To the French activist who spoke of innocence, this bow, an arrow fitted to it, would represent pure orthogonal virtue, a means of preserving life by killing. But the bow is stranger, and what Goodheart describes, as he touches the lines incised in the wood, is an electric moment: he is overcome by the sense he’s touching the seam between two worlds, suddenly able to feel the texture of something he is not meant to apprehend. After the ship-breaker says no, he feels ashamed for having wanted to take possession of the bow.
Goodheart’s bibliography reveals, as an afterthought, the stunning revelation that several photographs by Portman, precisely those that another researcher had reproduced in his own book, are now missing from an archive in Kolkata, having been “neatly sliced” from the album pages. If Portman, who made notes about his subjects such as “Breath sweet. Not very lustful. Penis unusually large,” was a plunderer, to plunder his record would seem yet more theft from the original victims.

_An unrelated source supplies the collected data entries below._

//! Persisted log of question/response pairs
//!
//! The whole log is one JSON array under [`CHAT_HISTORY_KEY`]. Appending reads
//! the array, pushes one entry and writes the array back; sessions are derived
//! by grouping on every read.

use crate::identity::UserId;
use crate::storage::{SharedStore, CHAT_HISTORY_KEY};
use anyhow::{anyhow, Result};
use chrono::{DateTime, Utc};
use serde::{Deserialize, Serialize};
use std::collections::HashMap;
use tracing::{debug, warn};

/// One completed exchange with the ask endpoint
#[derive(Debug, Clone, PartialEq, Serialize, Deserialize)]
pub struct ChatEntry {
    pub user_id: String,
    pub session_id: String,
    pub question: String,
    pub response: String,
    pub timestamp: DateTime<Utc>,
}

/// All entries of one conversation thread, in insertion order
#[derive(Debug, Clone, PartialEq, Serialize, Deserialize)]
pub struct ChatSession {
    pub session_id: String,
    pub chats: Vec<ChatEntry>,
}

impl ChatSession {
    /// First question of the thread, cut to `max_chars` with a trailing "..."
    pub fn title(&self, max_chars: usize) -> String {
        let Some(first) = self.chats.first() else {
            return String::new();
        };

        if first.question.chars().count() > max_chars {
            let cut: String = first.question.chars().take(max_chars).collect();
            format!("{}...", cut)
        } else {
            first.question.clone()
        }
    }

    pub fn started_at(&self) -> Option<DateTime<Utc>> {
        self.chats.first().map(|c| c.timestamp)
    }
}

/// Generate an identifier for a new conversation thread
pub fn new_session_id() -> String {
    uuid::Uuid::new_v4().to_string()
}

#[derive(Clone)]
pub struct ChatLog {
    store: SharedStore,
}

impl ChatLog {
    pub fn new(store: SharedStore) -> Self {
        Self { store }
    }

    /// The stored array as-is. Unreadable or corrupt data counts as empty.
    fn load_raw(&self) -> Vec<serde_json::Value> {
        let raw = match self.store.get(CHAT_HISTORY_KEY) {
            Ok(Some(raw)) => raw,
            Ok(None) => return Vec::new(),
            Err(e) => {
                warn!(error = %e, "chat log unreadable, treating as empty");
                return Vec::new();
            }
        };

        match serde_json::from_str(&raw) {
            Ok(values) => values,
            Err(e) => {
                warn!(error = %e, "chat log is corrupt, treating as empty");
                Vec::new()
            }
        }
    }

    /// Every readable entry, oldest first. Malformed entries are skipped.
    fn load(&self) -> Vec<ChatEntry> {
        let values = self.load_raw();
        let total = values.len();
        let entries: Vec<ChatEntry> = values
            .into_iter()
            .filter_map(|v| serde_json::from_value(v).ok())
            .collect();
        if entries.len() != total {
            warn!(
                skipped = total - entries.len(),
                "skipped malformed chat log entries"
            );
        }
        entries
    }

    /// Entries that could not be parsed are written back untouched.
    pub fn append(
        &self,
        user_id: &UserId,
        session_id: &str,
        question: &str,
        response: &str,
    ) -> Result<ChatEntry> {
        if !user_id.is_available() {
            return Err(anyhow!("Cannot store chat without a user id"));
        }

        let entry = ChatEntry {
            user_id: user_id.as_str().to_string(),
            session_id: session_id.to_string(),
            question: question.to_string(),
            response: response.to_string(),
            timestamp: Utc::now(),
        };

        let mut entries = self.load_raw();
        entries.push(serde_json::to_value(&entry)?);

        let serialized = serde_json::to_string(&entries)?;
        self.store.set(CHAT_HISTORY_KEY, &serialized)?;

        debug!(session_id, total = entries.len(), "appended chat entry");
        Ok(entry)
    }

    pub fn session(&self, user_id: &UserId, session_id: &str) -> Vec<ChatEntry> {
        self.load()
            .into_iter()
            .filter(|c| c.user_id == user_id.as_str() && c.session_id == session_id)
            .collect()
    }

    /// The user's entries grouped by session, sessions in first-seen order
    pub fn all_sessions(&self, user_id: &UserId) -> Vec<ChatSession> {
        let mut sessions: Vec<ChatSession> = Vec::new();
        let mut index_by_id: HashMap<String, usize> = HashMap::new();

        for entry in self.load() {
            if entry.user_id != user_id.as_str() {
                continue;
            }

            match index_by_id.get(&entry.session_id) {
                Some(&i) => sessions[i].chats.push(entry),
                None => {
                    index_by_id.insert(entry.session_id.clone(), sessions.len());
                    sessions.push(ChatSession {
                        session_id: entry.session_id.clone(),
                        chats: vec![entry],
                    });
                }
            }
        }

        sessions
    }

    /// Number of entries across all users
    pub fn len(&self) -> usize {
        self.load().len()
    }

    pub fn is_empty(&self) -> bool {
        self.len() == 0
    }
}

#[cfg(test)]
mod tests {
    use super::*;
    use crate::storage::{KeyValueStore, MemoryStore};
    use std::sync::Arc;

    fn log() -> (ChatLog, SharedStore) {
        let store = MemoryStore::shared();
        (ChatLog::new(store.clone()), store)
    }

    #[test]
    fn test_session_preserves_append_order() {
        let (log, _) = log();
        let u1 = UserId::new("u1");

        log.append(&u1, "s1", "hi", "hello").unwrap();
        log.append(&u1, "s1", "bye", "goodbye").unwrap();

        let chats = log.session(&u1, "s1");
        assert_eq!(chats.len(), 2);
        assert_eq!(chats[0].question, "hi");
        assert_eq!(chats[0].response, "hello");
        assert_eq!(chats[1].question, "bye");
        assert_eq!(chats[1].response, "goodbye");
    }

    #[test]
    fn test_all_sessions_partitions_by_session() {
        let (log, _) = log();
        let u1 = UserId::new("u1");

        log.append(&u1, "s1", "a", "1").unwrap();
        log.append(&u1, "s2", "b", "2").unwrap();
        log.append(&u1, "s1", "c", "3").unwrap();
        log.append(&UserId::new("u2"), "s1", "d", "4").unwrap();
        log.append(&u1, "s3", "e", "5").unwrap();

        let sessions = log.all_sessions(&u1);
        let ids: Vec<&str> = sessions.iter().map(|s| s.session_id.as_str()).collect();
        assert_eq!(ids, vec!["s1", "s2", "s3"]);

        let questions: Vec<Vec<&str>> = sessions
            .iter()
            .map(|s| s.chats.iter().map(|c| c.question.as_str()).collect())
            .collect();
        assert_eq!(questions, vec![vec!["a", "c"], vec!["b"], vec!["e"]]);

        let total: usize = sessions.iter().map(|s| s.chats.len()).sum();
        assert_eq!(total, 4);
    }

    #[test]
    fn test_users_sharing_session_id_are_isolated() {
        let (log, _) = log();
        let u1 = UserId::new("u1");
        let u2 = UserId::new("u2");

        log.append(&u1, "shared", "from u1", "r1").unwrap();
        log.append(&u2, "shared", "from u2", "r2").unwrap();

        for (user, question) in [(&u1, "from u1"), (&u2, "from u2")] {
            let sessions = log.all_sessions(user);
            assert_eq!(sessions.len(), 1);
            assert_eq!(sessions[0].chats.len(), 1);
            assert_eq!(sessions[0].chats[0].question, question);
        }
    }

    #[test]
    fn test_missing_log_is_empty() {
        let (log, _) = log();
        assert!(log.is_empty());
        assert!(log.all_sessions(&UserId::new("u1")).is_empty());
    }

    #[test]
    fn test_corrupt_log_is_empty_and_recovers_on_append() {
        let (log, store) = log();
        store.set(CHAT_HISTORY_KEY, "{not an array").unwrap();
        let u1 = UserId::new("u1");

        assert!(log.session(&u1, "s1").is_empty());

        log.append(&u1, "s1", "q", "r").unwrap();
        assert_eq!(log.len(), 1);
    }

    #[test]
    fn test_malformed_entries_are_skipped() {
        let (log, store) = log();
        let raw = r#"[
            {"user_id":"u1","session_id":"s1","question":"q1","response":"r1","timestamp":"2024-03-01T10:00:00.000Z"},
            {"user_id":"u1","session_id":"s1"},
            {"user_id":"u1","session_id":"s1","question":"q2","response":"r2","timestamp":"2024-03-01T10:05:00.000Z"}
        ]"#;
        store.set(CHAT_HISTORY_KEY, raw).unwrap();

        let chats = log.session(&UserId::new("u1"), "s1");
        let questions: Vec<&str> = chats.iter().map(|c| c.question.as_str()).collect();
        assert_eq!(questions, vec!["q1", "q2"]);
    }

    #[test]
    fn test_append_keeps_unparsed_entries() {
        let (log, store) = log();
        let raw = r#"[
            {"user_id":"u1","session_id":"s1","question":"no reply","timestamp":"2024-03-01T10:00:00.000Z"}
        ]"#;
        store.set(CHAT_HISTORY_KEY, raw).unwrap();
        let u1 = UserId::new("u1");

        log.append(&u1, "s1", "q1", "r1").unwrap();

        let stored = store.get(CHAT_HISTORY_KEY).unwrap().unwrap();
        let values: Vec<serde_json::Value> = serde_json::from_str(&stored).unwrap();
        assert_eq!(values.len(), 2);
        assert_eq!(values[0]["question"], "no reply");

        let chats = log.session(&u1, "s1");
        assert_eq!(chats.len(), 1);
        assert_eq!(chats[0].question, "q1");
    }

    #[test]
    fn test_append_requires_identity() {
        let (log, _) = log();
        assert!(log.append(&UserId::unavailable(), "s1", "q", "r").is_err());
        assert!(log.is_empty());
    }

    #[test]
    fn test_append_propagates_write_failure() {
        let log = ChatLog::new(Arc::new(crate::storage::tests::UnavailableStore));
        assert!(log.append(&UserId::new("u1"), "s1", "q", "r").is_err());
    }

    #[test]
    fn test_session_title_truncates() {
        let (log, _) = log();
        let u1 = UserId::new("u1");
        log.append(&u1, "s1", "What does the contract say about termination?", "r")
            .unwrap();
        log.append(&u1, "s2", "short", "r").unwrap();

        let sessions = log.all_sessions(&u1);
        assert_eq!(sessions[0].title(30), "What does the contract say abo...");
        assert_eq!(sessions[1].title(30), "short");
        assert!(sessions[0].started_at().is_some());
    }
}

Pandit told Goodheart that his strongest memory of the Sentinelese, from a trip in which he had managed to step foot on the island and wander to an empty camp, was of “the way the sunlight fell on the huts as he first emerged into the clearing from the shade of the jungle, filtering down onto roofs of leafy branches.” This is a sense memory not unlike touching marks incised in wood: the promise of a different world. “The palm at the end of the mind, / Beyond the last thought, rises / In the bronze decor,” the Wallace Stevens poem “Of Mere Being” begins. A gold-feathered bird sings “a foreign song.” The poem is mysterious, but to me it conjures a border between two realities, a lonely glimpse of a world’s edge, and of what lies beyond, seductive and impossible, a different realm that cannot be known. It is about the texture of those incisions in wood. That light on leafy branches.
My Google Alert on the Sentinelese produced nothing relevant the entire summer of 2018, Google’s ocean smooth of their mention. I took this silence as an indication that they were managing to slip the reins of surveillance. The alert suddenly exploded to life that November, when John Allen Chau, a young American evangelical, attempted to visit the island. Chau had trained in Kansas City with a missionary group called All Nations, their actors role-playing tribal encounters—rushing out with mock weapons as a coach monitored Chau’s reactions. How could these missionaries not know: there is no foreign song in a pretend foreign song. As an All Nations coach says in The Mission, a 2023 documentary about Chau, “It’s important to me that we provide them the opportunity to say yes or no to Jesus.” Chau made two attempts with the Sentinelese. But the least contacted and the most innocent people in the world were not going to hold up cards announcing yes or no. They simply killed John Chau with a hail of arrows.
Chau had brought with him a waterproof bible, a “contact kit,” and gifts, including a soccer ball. I picture the tribe inspecting the ball, and then cutting it open as they had the coconuts that outsiders had been gifting them for decades, the single offering they seem always to have liked. In this fantasy, upon hacking open the soccer ball, a not-coconut, they toss its two halves into their version of the trash. The ball is empty inside: a dud!